_Your objective_
Restate word for word the entries below, starting with the line with "Passes every step unless scripted otherwise" and continuing through the line with "fn with_fallback(fallback: Result<String, EngineError>)". Include both of those lines and no others.
----------------------------------------
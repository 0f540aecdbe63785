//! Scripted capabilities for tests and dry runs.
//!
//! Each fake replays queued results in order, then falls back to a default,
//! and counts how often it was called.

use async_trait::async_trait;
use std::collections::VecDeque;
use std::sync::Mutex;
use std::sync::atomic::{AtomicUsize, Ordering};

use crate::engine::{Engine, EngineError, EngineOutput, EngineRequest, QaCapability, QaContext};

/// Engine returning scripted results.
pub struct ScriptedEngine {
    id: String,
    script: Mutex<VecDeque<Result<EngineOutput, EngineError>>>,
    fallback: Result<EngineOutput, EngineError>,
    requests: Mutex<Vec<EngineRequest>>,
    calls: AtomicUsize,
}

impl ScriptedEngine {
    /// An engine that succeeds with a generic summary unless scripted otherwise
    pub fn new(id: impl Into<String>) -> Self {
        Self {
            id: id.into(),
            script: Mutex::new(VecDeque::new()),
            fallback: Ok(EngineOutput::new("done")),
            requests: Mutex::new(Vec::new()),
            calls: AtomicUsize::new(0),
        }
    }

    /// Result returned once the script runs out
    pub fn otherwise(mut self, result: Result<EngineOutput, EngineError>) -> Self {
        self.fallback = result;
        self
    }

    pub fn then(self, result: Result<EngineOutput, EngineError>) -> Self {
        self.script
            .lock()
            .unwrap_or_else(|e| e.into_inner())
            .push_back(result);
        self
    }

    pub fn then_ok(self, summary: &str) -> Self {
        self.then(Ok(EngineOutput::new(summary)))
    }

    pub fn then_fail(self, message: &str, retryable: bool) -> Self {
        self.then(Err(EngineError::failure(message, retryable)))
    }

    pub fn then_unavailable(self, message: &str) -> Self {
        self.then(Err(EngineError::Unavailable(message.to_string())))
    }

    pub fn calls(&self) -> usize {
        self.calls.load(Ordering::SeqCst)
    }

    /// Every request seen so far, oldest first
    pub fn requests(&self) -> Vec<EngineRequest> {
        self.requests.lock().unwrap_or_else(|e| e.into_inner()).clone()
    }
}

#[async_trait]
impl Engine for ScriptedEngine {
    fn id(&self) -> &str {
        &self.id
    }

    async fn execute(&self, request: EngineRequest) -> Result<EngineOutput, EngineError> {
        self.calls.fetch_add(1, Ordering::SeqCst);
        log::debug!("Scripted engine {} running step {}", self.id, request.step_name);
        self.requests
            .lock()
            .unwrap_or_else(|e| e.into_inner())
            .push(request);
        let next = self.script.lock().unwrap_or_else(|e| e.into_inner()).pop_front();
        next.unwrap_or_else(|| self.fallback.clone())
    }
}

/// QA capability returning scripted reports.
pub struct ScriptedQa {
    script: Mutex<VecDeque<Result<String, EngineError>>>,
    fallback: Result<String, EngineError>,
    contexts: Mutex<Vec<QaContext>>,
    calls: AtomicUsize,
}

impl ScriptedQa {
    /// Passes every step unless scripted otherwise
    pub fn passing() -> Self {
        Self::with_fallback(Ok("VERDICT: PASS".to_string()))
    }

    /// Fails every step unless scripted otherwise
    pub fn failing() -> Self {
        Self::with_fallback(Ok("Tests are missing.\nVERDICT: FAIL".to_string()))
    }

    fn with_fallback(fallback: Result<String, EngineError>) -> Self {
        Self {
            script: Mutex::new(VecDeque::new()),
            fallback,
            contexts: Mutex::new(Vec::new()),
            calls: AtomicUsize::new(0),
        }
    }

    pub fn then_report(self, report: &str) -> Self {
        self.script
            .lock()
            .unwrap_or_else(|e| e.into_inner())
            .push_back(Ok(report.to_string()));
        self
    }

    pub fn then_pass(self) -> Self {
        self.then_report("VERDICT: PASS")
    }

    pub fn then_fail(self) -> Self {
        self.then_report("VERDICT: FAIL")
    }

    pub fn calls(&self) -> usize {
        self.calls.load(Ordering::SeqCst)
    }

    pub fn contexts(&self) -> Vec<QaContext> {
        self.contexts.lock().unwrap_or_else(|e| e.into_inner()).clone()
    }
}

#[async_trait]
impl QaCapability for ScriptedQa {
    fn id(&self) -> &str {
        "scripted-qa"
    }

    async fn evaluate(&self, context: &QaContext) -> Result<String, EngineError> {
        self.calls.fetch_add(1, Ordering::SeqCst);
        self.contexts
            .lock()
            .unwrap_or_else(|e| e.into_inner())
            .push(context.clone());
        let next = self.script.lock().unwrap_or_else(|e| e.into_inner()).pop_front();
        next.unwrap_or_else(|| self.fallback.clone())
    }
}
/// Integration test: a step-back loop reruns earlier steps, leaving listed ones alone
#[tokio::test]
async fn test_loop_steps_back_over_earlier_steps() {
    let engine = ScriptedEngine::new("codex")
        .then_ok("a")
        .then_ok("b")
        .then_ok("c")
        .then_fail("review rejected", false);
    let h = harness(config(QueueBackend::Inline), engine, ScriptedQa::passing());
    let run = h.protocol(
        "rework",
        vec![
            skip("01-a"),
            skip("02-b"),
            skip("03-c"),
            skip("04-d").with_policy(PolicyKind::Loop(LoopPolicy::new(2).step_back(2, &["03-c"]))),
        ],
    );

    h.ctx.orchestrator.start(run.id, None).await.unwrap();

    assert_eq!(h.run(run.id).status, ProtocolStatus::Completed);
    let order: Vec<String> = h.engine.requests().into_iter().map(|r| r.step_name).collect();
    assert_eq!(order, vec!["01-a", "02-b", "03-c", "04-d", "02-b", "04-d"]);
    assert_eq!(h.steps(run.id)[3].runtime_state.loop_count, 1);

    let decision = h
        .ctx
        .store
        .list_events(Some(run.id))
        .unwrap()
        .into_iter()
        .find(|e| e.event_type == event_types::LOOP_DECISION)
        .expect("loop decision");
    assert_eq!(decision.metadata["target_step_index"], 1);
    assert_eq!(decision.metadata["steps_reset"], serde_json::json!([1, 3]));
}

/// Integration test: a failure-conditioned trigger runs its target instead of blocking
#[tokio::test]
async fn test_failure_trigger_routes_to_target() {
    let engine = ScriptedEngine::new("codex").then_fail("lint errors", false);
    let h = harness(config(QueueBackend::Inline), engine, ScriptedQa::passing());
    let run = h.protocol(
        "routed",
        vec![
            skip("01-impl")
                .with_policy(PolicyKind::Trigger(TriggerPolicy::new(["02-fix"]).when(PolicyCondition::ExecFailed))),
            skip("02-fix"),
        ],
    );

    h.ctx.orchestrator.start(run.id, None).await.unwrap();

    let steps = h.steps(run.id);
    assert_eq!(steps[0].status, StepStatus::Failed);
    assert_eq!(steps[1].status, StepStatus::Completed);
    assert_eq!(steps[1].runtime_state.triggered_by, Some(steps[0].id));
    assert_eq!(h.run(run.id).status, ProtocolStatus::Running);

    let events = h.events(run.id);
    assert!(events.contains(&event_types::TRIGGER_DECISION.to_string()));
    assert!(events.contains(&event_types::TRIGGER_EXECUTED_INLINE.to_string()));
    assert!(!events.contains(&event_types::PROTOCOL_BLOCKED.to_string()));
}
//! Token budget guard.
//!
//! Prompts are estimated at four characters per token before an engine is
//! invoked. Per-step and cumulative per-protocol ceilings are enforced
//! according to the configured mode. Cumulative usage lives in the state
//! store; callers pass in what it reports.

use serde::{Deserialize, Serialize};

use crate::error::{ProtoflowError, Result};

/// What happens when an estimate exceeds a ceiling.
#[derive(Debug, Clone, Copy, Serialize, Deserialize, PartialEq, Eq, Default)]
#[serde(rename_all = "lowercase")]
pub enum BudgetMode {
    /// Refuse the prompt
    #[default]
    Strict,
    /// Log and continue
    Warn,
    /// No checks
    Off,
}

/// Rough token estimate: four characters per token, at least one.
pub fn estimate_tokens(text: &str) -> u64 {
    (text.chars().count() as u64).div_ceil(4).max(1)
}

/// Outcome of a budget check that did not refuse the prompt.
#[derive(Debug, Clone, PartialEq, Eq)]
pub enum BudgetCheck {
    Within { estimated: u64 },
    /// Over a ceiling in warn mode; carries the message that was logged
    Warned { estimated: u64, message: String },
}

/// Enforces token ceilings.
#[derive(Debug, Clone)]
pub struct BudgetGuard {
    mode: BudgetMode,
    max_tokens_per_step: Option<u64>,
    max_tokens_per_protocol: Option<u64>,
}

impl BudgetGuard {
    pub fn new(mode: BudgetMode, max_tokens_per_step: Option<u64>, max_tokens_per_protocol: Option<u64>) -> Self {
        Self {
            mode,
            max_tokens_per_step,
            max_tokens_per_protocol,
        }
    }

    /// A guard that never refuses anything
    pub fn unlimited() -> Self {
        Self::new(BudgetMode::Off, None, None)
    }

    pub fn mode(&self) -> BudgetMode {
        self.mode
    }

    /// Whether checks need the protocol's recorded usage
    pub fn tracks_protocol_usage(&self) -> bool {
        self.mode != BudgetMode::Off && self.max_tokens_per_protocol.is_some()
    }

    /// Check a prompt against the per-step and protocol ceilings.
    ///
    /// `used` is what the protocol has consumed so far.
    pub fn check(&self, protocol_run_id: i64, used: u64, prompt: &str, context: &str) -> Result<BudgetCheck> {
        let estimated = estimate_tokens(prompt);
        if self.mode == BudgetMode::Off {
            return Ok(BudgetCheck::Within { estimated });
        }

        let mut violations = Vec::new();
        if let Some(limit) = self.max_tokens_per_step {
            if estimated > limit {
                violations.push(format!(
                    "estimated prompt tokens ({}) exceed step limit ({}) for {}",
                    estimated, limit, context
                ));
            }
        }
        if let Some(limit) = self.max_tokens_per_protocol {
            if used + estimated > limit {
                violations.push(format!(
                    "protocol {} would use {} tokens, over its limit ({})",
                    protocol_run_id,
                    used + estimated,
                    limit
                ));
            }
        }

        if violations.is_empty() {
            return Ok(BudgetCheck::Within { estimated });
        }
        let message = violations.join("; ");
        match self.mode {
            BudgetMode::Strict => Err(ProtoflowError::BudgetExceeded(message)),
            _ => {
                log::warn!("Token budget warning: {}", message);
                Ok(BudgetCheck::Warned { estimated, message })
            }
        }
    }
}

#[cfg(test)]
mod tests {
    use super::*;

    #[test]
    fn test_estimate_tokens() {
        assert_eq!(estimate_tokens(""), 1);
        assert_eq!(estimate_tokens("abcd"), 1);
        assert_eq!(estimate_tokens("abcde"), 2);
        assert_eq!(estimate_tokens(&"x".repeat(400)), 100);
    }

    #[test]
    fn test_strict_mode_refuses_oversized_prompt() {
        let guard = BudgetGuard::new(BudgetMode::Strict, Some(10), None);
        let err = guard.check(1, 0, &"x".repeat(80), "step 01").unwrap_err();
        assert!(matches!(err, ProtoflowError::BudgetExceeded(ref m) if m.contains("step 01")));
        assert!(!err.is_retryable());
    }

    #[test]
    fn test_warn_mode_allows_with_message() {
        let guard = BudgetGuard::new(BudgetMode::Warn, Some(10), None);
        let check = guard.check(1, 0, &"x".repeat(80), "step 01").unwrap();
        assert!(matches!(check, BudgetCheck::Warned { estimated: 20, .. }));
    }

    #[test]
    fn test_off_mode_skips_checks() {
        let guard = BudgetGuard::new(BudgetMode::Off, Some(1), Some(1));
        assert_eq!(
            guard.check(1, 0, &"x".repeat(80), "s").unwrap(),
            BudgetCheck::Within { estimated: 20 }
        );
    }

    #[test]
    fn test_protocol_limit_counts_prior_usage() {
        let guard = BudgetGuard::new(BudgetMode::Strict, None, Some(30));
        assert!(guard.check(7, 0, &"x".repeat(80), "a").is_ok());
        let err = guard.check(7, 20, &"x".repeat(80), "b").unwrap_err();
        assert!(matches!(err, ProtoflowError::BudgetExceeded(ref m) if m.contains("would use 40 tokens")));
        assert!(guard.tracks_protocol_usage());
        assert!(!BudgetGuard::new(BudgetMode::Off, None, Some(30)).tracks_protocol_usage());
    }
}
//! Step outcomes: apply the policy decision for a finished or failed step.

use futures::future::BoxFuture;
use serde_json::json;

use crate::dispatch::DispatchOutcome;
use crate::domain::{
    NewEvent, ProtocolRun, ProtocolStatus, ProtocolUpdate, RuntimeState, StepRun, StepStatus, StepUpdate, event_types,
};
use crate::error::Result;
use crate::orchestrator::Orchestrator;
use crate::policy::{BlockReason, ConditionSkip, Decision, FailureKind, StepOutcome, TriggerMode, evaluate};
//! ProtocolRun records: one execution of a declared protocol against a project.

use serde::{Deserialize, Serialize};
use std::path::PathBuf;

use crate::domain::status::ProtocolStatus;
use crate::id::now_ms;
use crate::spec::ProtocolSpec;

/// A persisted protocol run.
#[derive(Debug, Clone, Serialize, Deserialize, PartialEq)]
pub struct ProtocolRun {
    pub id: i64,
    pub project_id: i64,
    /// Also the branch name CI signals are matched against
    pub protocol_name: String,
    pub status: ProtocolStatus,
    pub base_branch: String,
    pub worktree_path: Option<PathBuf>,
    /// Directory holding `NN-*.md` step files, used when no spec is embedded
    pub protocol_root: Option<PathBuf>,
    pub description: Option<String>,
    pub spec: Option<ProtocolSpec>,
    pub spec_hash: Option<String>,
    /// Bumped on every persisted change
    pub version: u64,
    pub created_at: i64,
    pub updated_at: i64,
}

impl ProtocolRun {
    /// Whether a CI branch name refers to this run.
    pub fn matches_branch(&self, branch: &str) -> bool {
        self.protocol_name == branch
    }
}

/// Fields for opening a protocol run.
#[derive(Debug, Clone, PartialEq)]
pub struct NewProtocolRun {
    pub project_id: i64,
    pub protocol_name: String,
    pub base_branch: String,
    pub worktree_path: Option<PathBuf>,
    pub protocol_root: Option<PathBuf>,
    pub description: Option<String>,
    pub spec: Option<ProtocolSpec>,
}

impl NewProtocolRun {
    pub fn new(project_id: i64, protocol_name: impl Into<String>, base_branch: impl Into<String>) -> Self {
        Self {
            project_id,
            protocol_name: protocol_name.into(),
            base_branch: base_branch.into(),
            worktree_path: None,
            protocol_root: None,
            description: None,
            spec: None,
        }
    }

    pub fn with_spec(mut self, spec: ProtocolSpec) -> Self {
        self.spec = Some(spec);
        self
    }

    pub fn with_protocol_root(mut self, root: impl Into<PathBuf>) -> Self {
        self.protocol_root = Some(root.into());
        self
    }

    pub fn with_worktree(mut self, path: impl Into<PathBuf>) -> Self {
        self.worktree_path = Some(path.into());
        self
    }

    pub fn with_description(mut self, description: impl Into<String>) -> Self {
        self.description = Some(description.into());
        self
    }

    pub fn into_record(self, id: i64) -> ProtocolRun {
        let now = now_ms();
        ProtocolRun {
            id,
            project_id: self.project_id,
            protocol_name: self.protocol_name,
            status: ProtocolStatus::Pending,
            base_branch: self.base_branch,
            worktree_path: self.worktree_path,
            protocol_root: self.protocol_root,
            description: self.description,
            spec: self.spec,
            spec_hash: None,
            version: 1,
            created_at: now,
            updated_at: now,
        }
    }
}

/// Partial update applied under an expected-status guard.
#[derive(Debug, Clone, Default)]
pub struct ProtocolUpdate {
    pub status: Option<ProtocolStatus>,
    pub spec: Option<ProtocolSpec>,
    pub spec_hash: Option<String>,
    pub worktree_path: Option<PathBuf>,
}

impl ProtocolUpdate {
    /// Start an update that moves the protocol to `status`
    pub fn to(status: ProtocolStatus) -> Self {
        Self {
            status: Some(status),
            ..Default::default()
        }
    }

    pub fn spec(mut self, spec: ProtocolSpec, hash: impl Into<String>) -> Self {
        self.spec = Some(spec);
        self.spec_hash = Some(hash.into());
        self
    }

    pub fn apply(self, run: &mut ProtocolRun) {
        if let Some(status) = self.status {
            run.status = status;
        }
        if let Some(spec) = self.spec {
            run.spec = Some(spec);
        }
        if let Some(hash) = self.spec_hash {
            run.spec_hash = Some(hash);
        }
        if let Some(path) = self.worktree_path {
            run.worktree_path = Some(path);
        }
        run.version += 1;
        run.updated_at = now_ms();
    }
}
----------------------------------------
_Task solution_
    /// Passes every step unless scripted otherwise
    pub fn passing() -> Self {
        Self::with_fallback(Ok("VERDICT: PASS".to_string()))
    }

    /// Fails every step unless scripted otherwise
    pub fn failing() -> Self {
        Self::with_fallback(Ok("Tests are missing.\nVERDICT: FAIL".to_string()))
    }

    fn with_fallback(fallback: Result<String, EngineError>) -> Self {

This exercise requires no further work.